*** Opening of Data for analysis ***

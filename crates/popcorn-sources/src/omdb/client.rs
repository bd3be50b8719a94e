use crate::error::SourceError;
use crate::omdb::api;
use crate::traits::MovieSearchClient;
use anyhow::Result;
use async_trait::async_trait;
use popcorn_config::{Config, CredentialStore, API_KEY_ENV};
use popcorn_models::{MovieDetail, MovieSummary};
use reqwest::Client;
use std::sync::Arc;
use std::time::Duration;
use tracing::info;

const REQUEST_TIMEOUT: Duration = Duration::from_secs(15);

fn create_omdb_client() -> Client {
    Client::builder()
        .user_agent(concat!("popcorn/", env!("CARGO_PKG_VERSION")))
        .timeout(REQUEST_TIMEOUT)
        .build()
        .unwrap_or_else(|_| Client::new())
}

#[derive(Clone)]
pub struct OmdbClient {
    client: Arc<Client>,
    base_url: String,
    api_key: String,
}

impl OmdbClient {
    pub fn new(base_url: String, api_key: String) -> Self {
        Self {
            client: Arc::new(create_omdb_client()),
            base_url,
            api_key,
        }
    }

    /// Build a client from configuration, resolving the API key from the
    /// environment, the credentials file, then the config file.
    pub fn from_config(config: &Config, credentials: &CredentialStore) -> Result<Self> {
        let api_key = config.resolve_api_key(credentials).ok_or_else(|| {
            anyhow::anyhow!(
                "No OMDb API key configured. Run `popcorn config api-key` or set {}",
                API_KEY_ENV
            )
        })?;

        info!("Using OMDb endpoint {}", config.api.base_url);
        Ok(Self::new(config.api.base_url.clone(), api_key))
    }

    pub fn base_url(&self) -> &str {
        &self.base_url
    }
}

#[async_trait]
impl MovieSearchClient for OmdbClient {
    async fn search(&self, term: &str) -> Result<Vec<MovieSummary>, SourceError> {
        api::search(&self.client, &self.base_url, &self.api_key, term).await
    }

    async fn get_details(&self, id: &str) -> Result<MovieDetail, SourceError> {
        api::get_detail(&self.client, &self.base_url, &self.api_key, id).await
    }
}

#[cfg(test)]
mod tests {
    use super::*;

    #[test]
    fn test_from_config_requires_key() {
        if std::env::var(API_KEY_ENV).is_ok() {
            return;
        }
        let dir = tempfile::tempdir().unwrap();
        let credentials = CredentialStore::new(dir.path().join("credentials.toml"));
        let config = Config::default();
        assert!(OmdbClient::from_config(&config, &credentials).is_err());
    }

    #[test]
    fn test_from_config_uses_credentials() {
        if std::env::var(API_KEY_ENV).is_ok() {
            return;
        }
        let dir = tempfile::tempdir().unwrap();
        let mut credentials = CredentialStore::new(dir.path().join("credentials.toml"));
        credentials.set_omdb_api_key("abc".to_string());

        let client = OmdbClient::from_config(&Config::default(), &credentials).unwrap();
        assert_eq!(client.base_url(), popcorn_config::DEFAULT_BASE_URL);
    }

    #[tokio::test]
    async fn test_unreachable_host_is_transport_error() {
        let client = OmdbClient::new("http://127.0.0.1:9/".to_string(), "k".to_string());
        let result = client.search("coco").await;
        assert!(matches!(result, Err(SourceError::Transport(_))));
    }
}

*** Close of Data for analysis ***

_What you have to do_
Output these and nothing else: the lines from the one holding "async fn search(&self, term: &str)" through the final line of the entries above, exactly as they appear.

_Answer section_
    async fn search(&self, term: &str) -> Result<Vec<MovieSummary>, SourceError> {
        api::search(&self.client, &self.base_url, &self.api_key, term).await
    }

    async fn get_details(&self, id: &str) -> Result<MovieDetail, SourceError> {
        api::get_detail(&self.client, &self.base_url, &self.api_key, id).await
    }
}

#[cfg(test)]
mod tests {
    use super::*;

    #[test]
    fn test_from_config_requires_key() {
        if std::env::var(API_KEY_ENV).is_ok() {
            return;
        }
        let dir = tempfile::tempdir().unwrap();
        let credentials = CredentialStore::new(dir.path().join("credentials.toml"));
        let config = Config::default();
        assert!(OmdbClient::from_config(&config, &credentials).is_err());
    }

    #[test]
    fn test_from_config_uses_credentials() {
        if std::env::var(API_KEY_ENV).is_ok() {
            return;
        }
        let dir = tempfile::tempdir().unwrap();
        let mut credentials = CredentialStore::new(dir.path().join("credentials.toml"));
        credentials.set_omdb_api_key("abc".to_string());

        let client = OmdbClient::from_config(&Config::default(), &credentials).unwrap();
        assert_eq!(client.base_url(), popcorn_config::DEFAULT_BASE_URL);
    }

    #[tokio::test]
    async fn test_unreachable_host_is_transport_error() {
        let client = OmdbClient::new("http://127.0.0.1:9/".to_string(), "k".to_string());
        let result = client.search("coco").await;
        assert!(matches!(result, Err(SourceError::Transport(_))));
    }
}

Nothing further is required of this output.